According to Leslie, at around 1393, the feud between the Irvines of Drum and Keiths (Marischal) raged most fiercely. According to an old manuscript "the old feud was cruell betwixt the two families; as that Marischall's people burnt one of Drum's children in hot wort; and Drum burnt Hall-forest, and wasted sundry lands of Marischall's all in revenge of that wrong".

==The battle==

A foray was made by the Keiths upon the lands of the Irvines, but the Irvines overtook the Keiths before they could secure their plunder by crossing the River Dee. According to the New Statistical Account of Scotland a fight took place between the two clans on a moor on the north bank of the River Dee which is now known as Keith's Muir. The Irvines were victorious and drove their enemies across a deep and rocky part of the channel which is now known as Keith's Pot, where many of them were drowned.

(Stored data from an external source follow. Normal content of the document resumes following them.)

use serde::{Deserialize, Serialize};

/// Title shown in place of real news when the news service can't be reached.
pub const UNAVAILABLE_TITLE: &str = "Unable to retrieve news data.";

#[derive(Debug, Clone, PartialEq, Eq, Serialize, Deserialize)]
pub struct ArticleRecord {
    pub title: String,
    pub content: String,
    pub url: String,
}

impl ArticleRecord {
    pub fn new(title: impl Into<String>, content: impl Into<String>, url: impl Into<String>) -> Self {
        Self {
            title: title.into(),
            content: content.into(),
            url: url.into(),
        }
    }

    /// Synthetic record signalling that news could not be fetched.
    pub fn placeholder(reason: &str) -> Self {
        Self {
            title: UNAVAILABLE_TITLE.to_string(),
            content: reason.to_string(),
            url: String::new(),
        }
    }

    pub fn is_placeholder(&self) -> bool {
        self.title == UNAVAILABLE_TITLE && self.url.is_empty()
    }
}

/// How a news query ended, carried next to the records it produced.
#[derive(Debug, Clone, Copy, PartialEq, Eq, Serialize, Deserialize)]
#[serde(rename_all = "snake_case")]
pub enum NewsStatus {
    Found,
    EmptyResult,
    ProviderError,
}

/// Articles backing one headline, kept for the detail view.
#[derive(Debug, Clone, PartialEq, Serialize, Deserialize)]
pub struct FullArticleEntry {
    pub symbol: String,
    pub status: NewsStatus,
    pub articles: Vec<ArticleRecord>,
}
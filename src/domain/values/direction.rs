use serde::{Deserialize, Serialize};

#[derive(Debug, Clone, Copy, PartialEq, Eq, Serialize, Deserialize)]
#[serde(rename_all = "lowercase")]
pub enum Direction {
    Up,
    Down,
}

impl Direction {
    /// Classify a percentage change. A flat (zero) move counts as `Down`.
    pub fn from_change(percent_change: f64) -> Self {
        if percent_change > 0.0 {
            Direction::Up
        } else {
            Direction::Down
        }
    }

    /// Marker shown next to the move in the ticker and headlines.
    pub fn glyph(&self) -> &'static str {
        match self {
            Direction::Up => "🔺",
            Direction::Down => "🔻",
        }
    }
}
pub mod format;
pub mod news;
pub mod pipeline;
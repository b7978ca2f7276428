use asxpulse::cli::commands::{Cli, Commands};
use asxpulse::config::Config;
use asxpulse::domain::entities::company::SymbolCatalog;
use asxpulse::domain::values::movement::MovementResult;
use asxpulse::domain::values::threshold::NotableThreshold;
use asxpulse::infrastructure::catalog::{bundled_catalog, load_catalog};
use asxpulse::{AsxPulse, Markup};
use clap::Parser;
use std::path::PathBuf;
use tracing_subscriber::EnvFilter;

#[tokio::main]
async fn main() {
    tracing_subscriber::fmt()
        .with_env_filter(
            EnvFilter::try_from_default_env().unwrap_or_else(|_| EnvFilter::new("asxpulse=info")),
        )
        .with_writer(std::io::stderr)
        .init();

    let cli = Cli::parse();
    if let Err(e) = run_command(cli).await {
        eprintln!("Error: {e}");
        std::process::exit(1);
    }
}

async fn run_command(cli: Cli) -> Result<(), Box<dyn std::error::Error>> {
    let catalog_override = cli.catalog.map(PathBuf::from);

    // Catalog-only commands work without API keys.
    match &cli.command {
        Commands::Lookup { symbol } => {
            let catalog = catalog_only(catalog_override)?;
            match catalog.lookup(symbol) {
                Some(name) => println!("{symbol}: {name}"),
                None => println!("{symbol}: not in catalog"),
            }
            return Ok(());
        }
        Commands::Symbols => {
            let catalog = catalog_only(catalog_override)?;
            for record in catalog.records() {
                println!("{}\t{}", record.symbol, record.company_name);
            }
            return Ok(());
        }
        _ => {}
    }

    let mut config = Config::from_env()?;
    if let Some(t) = cli.threshold {
        config.threshold = NotableThreshold::new(t)?;
    }
    if catalog_override.is_some() {
        config.catalog_path = catalog_override;
    }

    let markup = match cli.command {
        Commands::Run { html: true } => Markup::Html,
        _ => Markup::Plain,
    };
    let pulse = AsxPulse::new(&config, markup)?;

    match cli.command {
        Commands::Run { .. } => {
            let dashboard = pulse.run().await;
            println!("{}", serde_json::to_string_pretty(&dashboard)?);
        }
        Commands::Ticker => {
            let dashboard = pulse.run().await;
            for point in &dashboard.ticker_points {
                println!("{point}");
            }
        }
        Commands::Headlines => {
            let dashboard = pulse.run().await;
            for headline in &dashboard.headlines {
                println!("{headline}");
            }
            match dashboard.anchor_date {
                Some(anchor) => println!("\n{} news (session {anchor}):", config.index_query),
                None => println!("\n{} news: no session data", config.index_query),
            }
            for article in &dashboard.index_digest {
                println!("- {} {}", article.title, article.url);
            }
        }
        Commands::Movement { symbol } => match pulse.movement(&symbol).await {
            MovementResult::Known(m) => println!(
                "{symbol}: {} {:.1}% on {}",
                m.direction.glyph(),
                m.magnitude(),
                m.session_date
            ),
            MovementResult::Unknown => println!("{symbol}: no market data"),
        },
        Commands::Lookup { .. } | Commands::Symbols => {}
    }
    Ok(())
}

fn catalog_only(path: Option<PathBuf>) -> Result<SymbolCatalog, Box<dyn std::error::Error>> {
    let path = path.or_else(Config::catalog_path_from_env);
    Ok(match path {
        Some(p) => load_catalog(&p)?,
        None => bundled_catalog()?,
    })
}
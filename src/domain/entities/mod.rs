pub mod article;
pub mod company;
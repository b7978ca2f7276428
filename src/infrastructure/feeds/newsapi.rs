use super::{endpoint, http_client};
use crate::domain::entities::article::ArticleRecord;
use crate::domain::error::ProviderError;
use crate::domain::ports::news_search::{NewsQuery, NewsSearchProvider};
use async_trait::async_trait;
use std::time::Duration;
use url::Url;

pub const DEFAULT_BASE_URL: &str = "https://newsapi.org/";

/// NewsAPI marks takedowns with this title and a dead URL.
const REMOVED_MARKER: &str = "[Removed]";

/// NewsAPI `/v2/everything` search.
pub struct NewsApiProvider {
    api_key: String,
    base_url: Url,
    client: reqwest::Client,
}

impl NewsApiProvider {
    pub fn new(api_key: String, base_url: Url, timeout: Duration) -> Self {
        Self {
            api_key,
            base_url,
            client: http_client(timeout),
        }
    }
}

#[derive(Debug, serde::Deserialize)]
struct EverythingResponse {
    status: String,
    #[serde(default)]
    code: Option<String>,
    #[serde(default)]
    message: Option<String>,
    #[serde(default)]
    articles: Vec<WireArticle>,
}

#[derive(Debug, serde::Deserialize)]
struct WireArticle {
    #[serde(default)]
    title: Option<String>,
    #[serde(default)]
    content: Option<String>,
    #[serde(default)]
    url: Option<String>,
}

#[async_trait]
impl NewsSearchProvider for NewsApiProvider {
    fn name(&self) -> &str {
        "newsapi"
    }

    async fn search(&self, query: &NewsQuery) -> Result<Vec<ArticleRecord>, ProviderError> {
        let mut url = endpoint(&self.base_url, "v2/everything")?;
        url.query_pairs_mut()
            .append_pair("q", &query.text)
            .append_pair("searchIn", query.search_in.as_str())
            .append_pair("sortBy", query.sort_by.as_str())
            .append_pair("from", &query.from.format("%Y-%m-%d").to_string())
            .append_pair("language", &query.language)
            .append_pair("pageSize", &query.limit.clamp(1, 100).to_string());

        let resp = self
            .client
            .get(url)
            .header("X-Api-Key", self.api_key.as_str())
            .send()
            .await?;

        let status = resp.status();
        let body = resp.text().await?;

        // Error bodies carry a code/message even on 4xx; prefer those.
        let data: EverythingResponse = match serde_json::from_str(&body) {
            Ok(data) => data,
            Err(_) if !status.is_success() => {
                return Err(ProviderError::Status {
                    status: status.as_u16(),
                    what: format!("news search {:?}", query.text),
                })
            }
            Err(e) => return Err(ProviderError::Parse(e.to_string())),
        };

        let mut articles = parse_articles(data)?;
        articles.truncate(query.limit);
        Ok(articles)
    }
}

fn parse_articles(data: EverythingResponse) -> Result<Vec<ArticleRecord>, ProviderError> {
    if data.status != "ok" {
        let code = data.code.unwrap_or_else(|| "unknown".into());
        let message = data.message.unwrap_or_default();
        return Err(if code == "rateLimited" {
            ProviderError::RateLimited(message)
        } else {
            ProviderError::Upstream(format!("{code}: {message}"))
        });
    }

    data.articles
        .into_iter()
        .filter(|a| a.title.as_deref() != Some(REMOVED_MARKER))
        .map(|a| {
            let title = a
                .title
                .ok_or_else(|| ProviderError::Parse("Article missing title".into()))?;
            let url = a
                .url
                .ok_or_else(|| ProviderError::Parse(format!("Article {title:?} missing url")))?;
            Ok(ArticleRecord {
                title,
                content: a.content.unwrap_or_default(),
                url,
            })
        })
        .collect()
}
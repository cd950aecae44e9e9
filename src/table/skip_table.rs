use std::{fmt, ops::Bound};

use crossbeam_skiplist::SkipMap;

use crate::{table::Table, util::Key, value::Value};

/// Ordered table backed by a concurrent skip list
///
/// Entries enumerate in ascending key order. Insertion only needs `&self`,
/// so a table can be filled after it has been shared behind an `Arc`.
///
/// # Implementation Notes
///
/// `next_entry` resumes at the first key strictly greater than the cursor
/// rather than at the cursor's position, so a walker holding a key that was
/// removed in the meantime still makes progress.
pub struct SkipTable {
    map: SkipMap<Key, Value>,
}

impl SkipTable {
    pub fn new() -> Self {
        SkipTable {
            map: SkipMap::new(),
        }
    }

    pub fn insert(&self, key: impl Into<Key>, value: impl Into<Value>) {
        self.map.insert(key.into(), value.into());
    }

    pub fn remove(&self, key: &Key) -> Option<Value> {
        self.map.remove(key).map(|entry| entry.value().clone())
    }
}

impl Default for SkipTable {
    fn default() -> Self {
        Self::new()
    }
}

impl Table for SkipTable {
    fn get(&self, key: &Key) -> Option<Value> {
        self.map.get(key).map(|entry| entry.value().clone())
    }

    fn next_entry(&self, after: Option<&Key>) -> Option<(Key, Value)> {
        let entry = match after {
            Some(key) => self
                .map
                .range::<Key, _>((Bound::Excluded(key), Bound::Unbounded))
                .next(),
            None => self.map.front(),
        };
        entry.map(|e| (e.key().clone(), e.value().clone()))
    }

    fn len(&self) -> usize {
        self.map.len()
    }
}

impl<K, V> FromIterator<(K, V)> for SkipTable
where
    K: Into<Key>,
    V: Into<Value>,
{
    fn from_iter<I: IntoIterator<Item = (K, V)>>(iter: I) -> Self {
        let table = SkipTable::new();
        for (key, value) in iter {
            table.insert(key, value);
        }
        table
    }
}

impl fmt::Debug for SkipTable {
    fn fmt(&self, f: &mut fmt::Formatter<'_>) -> fmt::Result {
        // Keys only; values may hold this table again.
        f.debug_set()
            .entries(self.map.iter().map(|e| e.key().clone()))
            .finish()
    }
}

The leader of the Keiths is said to have made it to a rock that protrudes above the water line but was killed by the Irvine's arrows and this rock is now known as The Keith Stone.

==Aftermath==

By mediation of the King it was arranged for Irvine of Drum's eldest son to marry the daughter of Keith the Earl Marischal. There was never any difference between the two families after this marriage, but Irvine apparently held some resentment as although he was polite to his lady he never consummated the marriage. In 1411 Irvine of Drum took part in the Battle of Harlaw where he held command in the Lowland army and where he engaged in a duel with Maclean of Duart Castle in which both were killed.

==Archaeology==

Arrowheads have been found at Keith's Muir (moor) and have been linked with the battle.